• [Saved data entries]
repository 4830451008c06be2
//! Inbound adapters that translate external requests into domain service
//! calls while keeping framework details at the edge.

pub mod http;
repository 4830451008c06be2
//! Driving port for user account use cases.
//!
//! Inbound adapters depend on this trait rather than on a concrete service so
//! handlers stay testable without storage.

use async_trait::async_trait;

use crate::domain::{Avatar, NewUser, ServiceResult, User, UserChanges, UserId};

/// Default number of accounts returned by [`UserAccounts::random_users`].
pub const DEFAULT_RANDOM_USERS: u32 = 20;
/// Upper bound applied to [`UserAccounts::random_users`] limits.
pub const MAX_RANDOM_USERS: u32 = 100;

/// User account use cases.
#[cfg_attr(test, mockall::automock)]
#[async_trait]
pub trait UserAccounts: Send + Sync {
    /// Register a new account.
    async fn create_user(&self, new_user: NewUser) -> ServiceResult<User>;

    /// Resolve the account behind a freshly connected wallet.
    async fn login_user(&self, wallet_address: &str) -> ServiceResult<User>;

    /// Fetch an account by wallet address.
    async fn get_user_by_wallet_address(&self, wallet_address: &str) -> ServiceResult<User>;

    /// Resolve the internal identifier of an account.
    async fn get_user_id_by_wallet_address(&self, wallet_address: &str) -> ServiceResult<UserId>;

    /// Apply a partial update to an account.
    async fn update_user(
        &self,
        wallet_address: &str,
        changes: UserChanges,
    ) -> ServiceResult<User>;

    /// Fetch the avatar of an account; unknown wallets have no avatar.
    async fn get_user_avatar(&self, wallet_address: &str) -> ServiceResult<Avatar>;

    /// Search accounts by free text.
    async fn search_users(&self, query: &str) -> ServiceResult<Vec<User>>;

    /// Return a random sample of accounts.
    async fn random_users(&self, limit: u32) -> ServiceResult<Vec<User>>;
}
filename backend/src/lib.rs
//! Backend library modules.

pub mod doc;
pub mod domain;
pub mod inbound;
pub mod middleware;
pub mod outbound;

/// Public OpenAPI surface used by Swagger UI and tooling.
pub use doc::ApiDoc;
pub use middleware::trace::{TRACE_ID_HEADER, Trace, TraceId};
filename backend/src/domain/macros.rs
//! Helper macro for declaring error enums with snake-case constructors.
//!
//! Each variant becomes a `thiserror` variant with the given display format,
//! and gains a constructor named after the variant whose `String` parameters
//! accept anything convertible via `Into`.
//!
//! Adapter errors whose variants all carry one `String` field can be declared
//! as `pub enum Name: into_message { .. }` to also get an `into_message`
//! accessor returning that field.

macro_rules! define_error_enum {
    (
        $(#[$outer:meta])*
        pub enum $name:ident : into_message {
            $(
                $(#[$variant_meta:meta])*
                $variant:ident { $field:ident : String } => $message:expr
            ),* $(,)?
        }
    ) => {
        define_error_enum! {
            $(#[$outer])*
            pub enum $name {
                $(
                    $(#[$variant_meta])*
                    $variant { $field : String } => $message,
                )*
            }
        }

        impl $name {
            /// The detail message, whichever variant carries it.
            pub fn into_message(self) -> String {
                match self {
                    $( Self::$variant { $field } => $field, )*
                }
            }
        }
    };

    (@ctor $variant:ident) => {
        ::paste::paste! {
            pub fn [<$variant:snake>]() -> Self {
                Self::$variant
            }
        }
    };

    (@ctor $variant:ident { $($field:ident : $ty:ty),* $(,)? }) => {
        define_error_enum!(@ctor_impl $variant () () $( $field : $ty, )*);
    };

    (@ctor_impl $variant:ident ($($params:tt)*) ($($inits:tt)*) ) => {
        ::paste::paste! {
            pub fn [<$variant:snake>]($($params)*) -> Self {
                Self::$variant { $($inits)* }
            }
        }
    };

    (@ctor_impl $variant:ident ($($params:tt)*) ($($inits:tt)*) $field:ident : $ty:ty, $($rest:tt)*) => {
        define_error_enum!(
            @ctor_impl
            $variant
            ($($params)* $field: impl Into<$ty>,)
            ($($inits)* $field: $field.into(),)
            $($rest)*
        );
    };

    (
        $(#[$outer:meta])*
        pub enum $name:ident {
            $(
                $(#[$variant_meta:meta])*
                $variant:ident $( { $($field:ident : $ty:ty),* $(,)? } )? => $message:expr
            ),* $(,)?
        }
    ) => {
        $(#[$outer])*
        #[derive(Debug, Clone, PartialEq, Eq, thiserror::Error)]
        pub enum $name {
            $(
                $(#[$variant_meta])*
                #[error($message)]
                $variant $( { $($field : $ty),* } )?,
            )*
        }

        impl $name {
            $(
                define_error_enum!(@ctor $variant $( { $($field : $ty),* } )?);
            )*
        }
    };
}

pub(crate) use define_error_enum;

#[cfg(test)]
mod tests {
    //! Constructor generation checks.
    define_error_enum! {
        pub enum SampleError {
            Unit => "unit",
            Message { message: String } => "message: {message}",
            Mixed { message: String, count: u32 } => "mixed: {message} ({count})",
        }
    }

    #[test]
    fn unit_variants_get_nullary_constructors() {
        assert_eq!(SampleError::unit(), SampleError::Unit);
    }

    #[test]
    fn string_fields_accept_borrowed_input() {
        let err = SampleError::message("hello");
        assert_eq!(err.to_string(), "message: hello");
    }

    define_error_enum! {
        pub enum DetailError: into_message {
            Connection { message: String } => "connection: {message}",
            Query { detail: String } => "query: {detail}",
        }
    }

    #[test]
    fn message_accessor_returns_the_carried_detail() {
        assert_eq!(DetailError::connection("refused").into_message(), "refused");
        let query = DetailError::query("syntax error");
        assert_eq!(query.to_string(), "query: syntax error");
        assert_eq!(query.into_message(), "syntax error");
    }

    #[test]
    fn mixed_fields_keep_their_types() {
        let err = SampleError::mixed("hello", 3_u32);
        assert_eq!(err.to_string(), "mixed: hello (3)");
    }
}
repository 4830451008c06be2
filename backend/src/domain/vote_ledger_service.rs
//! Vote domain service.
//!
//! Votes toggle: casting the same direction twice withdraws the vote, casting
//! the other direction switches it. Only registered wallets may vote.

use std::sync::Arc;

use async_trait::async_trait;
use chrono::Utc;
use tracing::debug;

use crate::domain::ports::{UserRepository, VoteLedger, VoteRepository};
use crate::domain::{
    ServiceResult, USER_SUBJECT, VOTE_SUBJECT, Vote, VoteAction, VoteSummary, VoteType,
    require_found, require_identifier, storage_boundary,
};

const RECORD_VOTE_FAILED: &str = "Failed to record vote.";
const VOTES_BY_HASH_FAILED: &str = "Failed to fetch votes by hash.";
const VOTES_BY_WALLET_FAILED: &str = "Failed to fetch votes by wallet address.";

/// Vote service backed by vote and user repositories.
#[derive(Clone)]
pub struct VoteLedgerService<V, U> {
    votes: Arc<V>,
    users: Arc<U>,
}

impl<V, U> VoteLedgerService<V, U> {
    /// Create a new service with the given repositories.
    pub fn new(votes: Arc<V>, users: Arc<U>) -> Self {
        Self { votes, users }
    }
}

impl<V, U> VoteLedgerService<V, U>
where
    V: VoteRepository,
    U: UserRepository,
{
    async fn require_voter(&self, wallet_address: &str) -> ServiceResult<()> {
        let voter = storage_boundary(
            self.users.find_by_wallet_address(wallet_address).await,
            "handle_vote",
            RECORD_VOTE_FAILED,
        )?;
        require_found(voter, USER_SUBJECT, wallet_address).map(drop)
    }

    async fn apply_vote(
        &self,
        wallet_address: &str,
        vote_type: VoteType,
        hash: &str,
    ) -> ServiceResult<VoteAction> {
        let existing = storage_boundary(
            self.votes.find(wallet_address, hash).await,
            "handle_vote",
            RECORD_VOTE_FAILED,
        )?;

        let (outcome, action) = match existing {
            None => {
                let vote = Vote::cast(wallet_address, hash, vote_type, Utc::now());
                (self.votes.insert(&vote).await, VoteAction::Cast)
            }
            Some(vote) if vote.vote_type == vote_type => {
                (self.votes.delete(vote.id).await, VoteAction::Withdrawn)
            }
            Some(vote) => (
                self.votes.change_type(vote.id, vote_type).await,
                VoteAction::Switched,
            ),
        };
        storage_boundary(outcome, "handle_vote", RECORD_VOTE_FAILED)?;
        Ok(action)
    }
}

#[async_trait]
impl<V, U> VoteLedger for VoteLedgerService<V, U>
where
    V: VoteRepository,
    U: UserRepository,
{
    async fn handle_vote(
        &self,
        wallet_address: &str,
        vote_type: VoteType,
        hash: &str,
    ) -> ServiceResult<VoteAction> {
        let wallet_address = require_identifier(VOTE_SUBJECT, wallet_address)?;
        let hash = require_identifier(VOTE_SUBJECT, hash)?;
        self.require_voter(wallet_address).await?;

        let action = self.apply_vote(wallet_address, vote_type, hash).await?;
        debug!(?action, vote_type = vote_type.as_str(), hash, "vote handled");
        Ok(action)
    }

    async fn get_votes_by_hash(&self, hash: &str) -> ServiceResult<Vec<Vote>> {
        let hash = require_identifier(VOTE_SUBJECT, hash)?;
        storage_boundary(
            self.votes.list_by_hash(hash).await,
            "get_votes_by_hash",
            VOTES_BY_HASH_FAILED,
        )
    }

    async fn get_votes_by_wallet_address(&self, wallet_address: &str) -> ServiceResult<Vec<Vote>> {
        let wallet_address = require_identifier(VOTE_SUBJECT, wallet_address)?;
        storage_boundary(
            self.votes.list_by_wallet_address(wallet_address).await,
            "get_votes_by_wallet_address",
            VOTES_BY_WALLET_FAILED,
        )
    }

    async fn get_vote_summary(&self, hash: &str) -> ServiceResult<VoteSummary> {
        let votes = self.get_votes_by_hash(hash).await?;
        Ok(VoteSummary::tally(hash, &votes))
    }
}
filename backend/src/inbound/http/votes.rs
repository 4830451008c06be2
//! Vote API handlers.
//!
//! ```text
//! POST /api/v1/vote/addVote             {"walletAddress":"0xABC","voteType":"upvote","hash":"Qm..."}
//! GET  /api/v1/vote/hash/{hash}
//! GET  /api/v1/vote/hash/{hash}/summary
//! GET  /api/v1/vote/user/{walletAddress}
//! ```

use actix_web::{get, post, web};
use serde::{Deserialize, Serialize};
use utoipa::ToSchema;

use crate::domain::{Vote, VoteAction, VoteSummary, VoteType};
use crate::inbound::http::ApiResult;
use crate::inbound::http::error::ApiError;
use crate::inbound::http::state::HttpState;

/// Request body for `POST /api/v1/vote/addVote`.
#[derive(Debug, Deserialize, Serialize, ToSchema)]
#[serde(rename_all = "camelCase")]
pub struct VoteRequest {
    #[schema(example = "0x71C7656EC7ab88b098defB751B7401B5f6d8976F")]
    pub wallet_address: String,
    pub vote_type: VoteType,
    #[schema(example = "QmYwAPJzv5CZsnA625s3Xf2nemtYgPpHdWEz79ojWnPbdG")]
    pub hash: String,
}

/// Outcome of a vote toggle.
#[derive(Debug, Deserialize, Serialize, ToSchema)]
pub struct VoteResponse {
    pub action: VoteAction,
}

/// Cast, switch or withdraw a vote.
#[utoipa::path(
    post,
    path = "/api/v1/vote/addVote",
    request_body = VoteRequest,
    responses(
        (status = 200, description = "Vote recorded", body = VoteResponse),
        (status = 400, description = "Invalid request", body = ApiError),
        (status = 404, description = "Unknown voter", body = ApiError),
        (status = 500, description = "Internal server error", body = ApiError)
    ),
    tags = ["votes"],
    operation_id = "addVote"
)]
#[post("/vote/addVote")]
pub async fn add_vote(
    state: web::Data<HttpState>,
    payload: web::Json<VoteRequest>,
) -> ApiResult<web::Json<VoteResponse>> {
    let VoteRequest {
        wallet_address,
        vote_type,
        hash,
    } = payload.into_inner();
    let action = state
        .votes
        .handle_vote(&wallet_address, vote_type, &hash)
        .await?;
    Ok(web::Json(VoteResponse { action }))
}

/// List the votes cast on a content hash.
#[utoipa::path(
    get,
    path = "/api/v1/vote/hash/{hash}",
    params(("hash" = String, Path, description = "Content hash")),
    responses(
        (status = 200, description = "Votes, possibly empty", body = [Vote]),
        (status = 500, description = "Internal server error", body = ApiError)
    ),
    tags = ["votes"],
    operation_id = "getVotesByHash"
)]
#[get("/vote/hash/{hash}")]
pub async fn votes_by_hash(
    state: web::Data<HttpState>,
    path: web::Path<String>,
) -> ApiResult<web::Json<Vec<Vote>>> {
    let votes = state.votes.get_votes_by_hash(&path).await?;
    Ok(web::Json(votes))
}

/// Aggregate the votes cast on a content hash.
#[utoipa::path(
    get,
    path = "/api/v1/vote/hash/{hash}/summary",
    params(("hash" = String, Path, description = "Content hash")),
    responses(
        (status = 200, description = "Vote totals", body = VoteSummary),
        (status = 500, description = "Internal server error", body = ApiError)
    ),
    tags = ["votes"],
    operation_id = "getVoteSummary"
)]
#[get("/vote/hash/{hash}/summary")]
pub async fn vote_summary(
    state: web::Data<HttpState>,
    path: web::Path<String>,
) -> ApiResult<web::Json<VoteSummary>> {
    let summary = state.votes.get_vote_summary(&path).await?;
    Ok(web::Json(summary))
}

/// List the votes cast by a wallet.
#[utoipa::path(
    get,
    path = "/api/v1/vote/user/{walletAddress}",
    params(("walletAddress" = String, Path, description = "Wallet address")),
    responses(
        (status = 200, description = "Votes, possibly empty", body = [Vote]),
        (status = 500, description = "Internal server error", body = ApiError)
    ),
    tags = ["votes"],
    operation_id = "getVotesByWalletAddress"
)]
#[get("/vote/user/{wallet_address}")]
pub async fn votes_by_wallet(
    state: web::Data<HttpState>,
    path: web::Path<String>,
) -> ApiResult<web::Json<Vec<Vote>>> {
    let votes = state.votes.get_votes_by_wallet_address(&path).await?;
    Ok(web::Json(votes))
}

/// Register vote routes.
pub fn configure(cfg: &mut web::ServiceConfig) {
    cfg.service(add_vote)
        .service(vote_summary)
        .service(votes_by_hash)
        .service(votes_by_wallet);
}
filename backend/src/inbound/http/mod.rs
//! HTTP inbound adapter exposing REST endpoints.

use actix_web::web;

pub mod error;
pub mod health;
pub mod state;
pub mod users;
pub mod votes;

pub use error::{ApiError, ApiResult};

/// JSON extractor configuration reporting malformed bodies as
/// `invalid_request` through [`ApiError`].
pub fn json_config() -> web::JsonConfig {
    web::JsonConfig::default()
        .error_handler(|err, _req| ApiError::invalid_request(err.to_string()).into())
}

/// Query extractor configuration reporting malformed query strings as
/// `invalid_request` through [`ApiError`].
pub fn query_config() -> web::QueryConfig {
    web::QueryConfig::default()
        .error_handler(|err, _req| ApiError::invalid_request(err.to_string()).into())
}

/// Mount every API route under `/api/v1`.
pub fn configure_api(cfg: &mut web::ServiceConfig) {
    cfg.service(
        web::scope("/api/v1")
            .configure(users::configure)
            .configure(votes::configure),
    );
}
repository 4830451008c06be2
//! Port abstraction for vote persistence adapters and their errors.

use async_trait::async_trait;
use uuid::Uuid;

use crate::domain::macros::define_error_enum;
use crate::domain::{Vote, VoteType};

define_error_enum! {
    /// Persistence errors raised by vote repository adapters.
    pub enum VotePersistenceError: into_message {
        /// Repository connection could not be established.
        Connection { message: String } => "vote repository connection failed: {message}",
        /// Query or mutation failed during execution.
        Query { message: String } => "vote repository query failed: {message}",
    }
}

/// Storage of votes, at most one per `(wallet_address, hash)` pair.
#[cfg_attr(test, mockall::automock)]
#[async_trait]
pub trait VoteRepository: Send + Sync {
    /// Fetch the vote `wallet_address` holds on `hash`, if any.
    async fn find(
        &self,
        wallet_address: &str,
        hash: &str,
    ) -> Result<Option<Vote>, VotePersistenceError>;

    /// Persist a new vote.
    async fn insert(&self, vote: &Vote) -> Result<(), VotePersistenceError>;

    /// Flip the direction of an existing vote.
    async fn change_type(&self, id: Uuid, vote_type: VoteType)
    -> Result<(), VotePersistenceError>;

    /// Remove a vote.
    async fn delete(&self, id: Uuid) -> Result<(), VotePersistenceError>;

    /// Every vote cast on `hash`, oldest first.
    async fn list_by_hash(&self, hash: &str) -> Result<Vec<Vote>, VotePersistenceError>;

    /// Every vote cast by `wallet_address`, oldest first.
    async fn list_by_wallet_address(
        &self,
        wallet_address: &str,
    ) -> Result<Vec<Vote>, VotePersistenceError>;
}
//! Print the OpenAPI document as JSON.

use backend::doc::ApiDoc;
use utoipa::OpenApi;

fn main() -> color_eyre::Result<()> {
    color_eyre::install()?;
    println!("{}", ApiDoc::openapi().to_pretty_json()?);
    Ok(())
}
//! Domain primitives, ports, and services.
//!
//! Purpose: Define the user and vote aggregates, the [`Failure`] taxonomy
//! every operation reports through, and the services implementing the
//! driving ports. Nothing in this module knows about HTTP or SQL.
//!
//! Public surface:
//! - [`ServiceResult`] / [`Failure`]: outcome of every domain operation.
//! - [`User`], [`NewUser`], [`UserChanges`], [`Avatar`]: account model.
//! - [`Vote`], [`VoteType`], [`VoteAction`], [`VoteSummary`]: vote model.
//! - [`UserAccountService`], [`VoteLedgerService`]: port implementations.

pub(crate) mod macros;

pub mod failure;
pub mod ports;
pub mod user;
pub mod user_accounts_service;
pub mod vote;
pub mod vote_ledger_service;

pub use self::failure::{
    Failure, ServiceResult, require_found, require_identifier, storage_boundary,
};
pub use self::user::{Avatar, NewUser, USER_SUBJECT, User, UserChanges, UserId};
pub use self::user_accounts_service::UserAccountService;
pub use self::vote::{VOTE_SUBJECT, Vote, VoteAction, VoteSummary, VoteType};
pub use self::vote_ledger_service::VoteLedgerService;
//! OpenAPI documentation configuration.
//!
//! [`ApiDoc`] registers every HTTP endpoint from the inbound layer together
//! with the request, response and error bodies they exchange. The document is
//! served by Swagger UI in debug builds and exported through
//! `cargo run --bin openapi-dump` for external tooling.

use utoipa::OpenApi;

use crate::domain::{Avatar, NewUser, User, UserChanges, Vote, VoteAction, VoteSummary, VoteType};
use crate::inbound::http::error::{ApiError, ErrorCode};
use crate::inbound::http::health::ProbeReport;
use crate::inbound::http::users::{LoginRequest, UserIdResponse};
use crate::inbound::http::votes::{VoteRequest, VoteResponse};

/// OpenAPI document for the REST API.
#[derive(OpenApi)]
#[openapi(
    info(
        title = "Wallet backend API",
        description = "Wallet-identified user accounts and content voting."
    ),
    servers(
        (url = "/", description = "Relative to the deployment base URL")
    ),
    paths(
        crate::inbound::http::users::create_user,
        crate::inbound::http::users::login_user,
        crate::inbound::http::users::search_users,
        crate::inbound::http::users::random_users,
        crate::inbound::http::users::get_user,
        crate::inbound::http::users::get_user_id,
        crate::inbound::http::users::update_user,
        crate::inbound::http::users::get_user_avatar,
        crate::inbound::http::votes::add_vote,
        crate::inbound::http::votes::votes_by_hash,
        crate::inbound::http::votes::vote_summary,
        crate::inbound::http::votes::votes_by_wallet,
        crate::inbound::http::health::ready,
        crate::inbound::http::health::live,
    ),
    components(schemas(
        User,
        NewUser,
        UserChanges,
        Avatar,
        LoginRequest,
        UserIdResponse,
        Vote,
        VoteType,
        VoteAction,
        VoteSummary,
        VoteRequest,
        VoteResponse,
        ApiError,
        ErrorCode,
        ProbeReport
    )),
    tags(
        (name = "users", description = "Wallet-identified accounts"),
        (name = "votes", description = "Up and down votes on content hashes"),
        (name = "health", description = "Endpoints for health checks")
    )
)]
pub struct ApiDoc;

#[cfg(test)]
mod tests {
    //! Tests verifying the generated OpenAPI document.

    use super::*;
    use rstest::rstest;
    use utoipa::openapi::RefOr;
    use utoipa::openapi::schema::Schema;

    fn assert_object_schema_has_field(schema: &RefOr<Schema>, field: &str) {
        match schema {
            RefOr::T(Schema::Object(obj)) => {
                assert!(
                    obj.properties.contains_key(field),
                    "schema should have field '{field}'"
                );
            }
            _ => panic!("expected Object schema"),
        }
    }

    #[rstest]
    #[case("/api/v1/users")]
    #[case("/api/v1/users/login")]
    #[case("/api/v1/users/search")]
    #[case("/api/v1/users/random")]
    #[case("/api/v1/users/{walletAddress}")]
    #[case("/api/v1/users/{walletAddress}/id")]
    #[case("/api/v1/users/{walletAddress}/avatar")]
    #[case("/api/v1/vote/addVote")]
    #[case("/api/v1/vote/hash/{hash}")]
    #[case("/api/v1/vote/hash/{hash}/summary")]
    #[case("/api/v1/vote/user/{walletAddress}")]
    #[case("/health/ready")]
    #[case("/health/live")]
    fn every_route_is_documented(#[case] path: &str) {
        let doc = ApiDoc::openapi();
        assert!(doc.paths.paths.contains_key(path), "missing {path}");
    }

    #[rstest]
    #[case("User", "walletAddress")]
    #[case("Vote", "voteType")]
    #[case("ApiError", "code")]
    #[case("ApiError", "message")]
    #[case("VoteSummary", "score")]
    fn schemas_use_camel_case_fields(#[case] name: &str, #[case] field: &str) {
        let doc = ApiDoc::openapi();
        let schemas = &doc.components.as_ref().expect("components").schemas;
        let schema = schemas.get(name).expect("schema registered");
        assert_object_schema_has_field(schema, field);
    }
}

• [Exercise goal] Only the lines that hold the word "components" are wanted; each should be pulled from the records.

• [Written answer]
    components(schemas(
        let schemas = &doc.components.as_ref().expect("components").schemas;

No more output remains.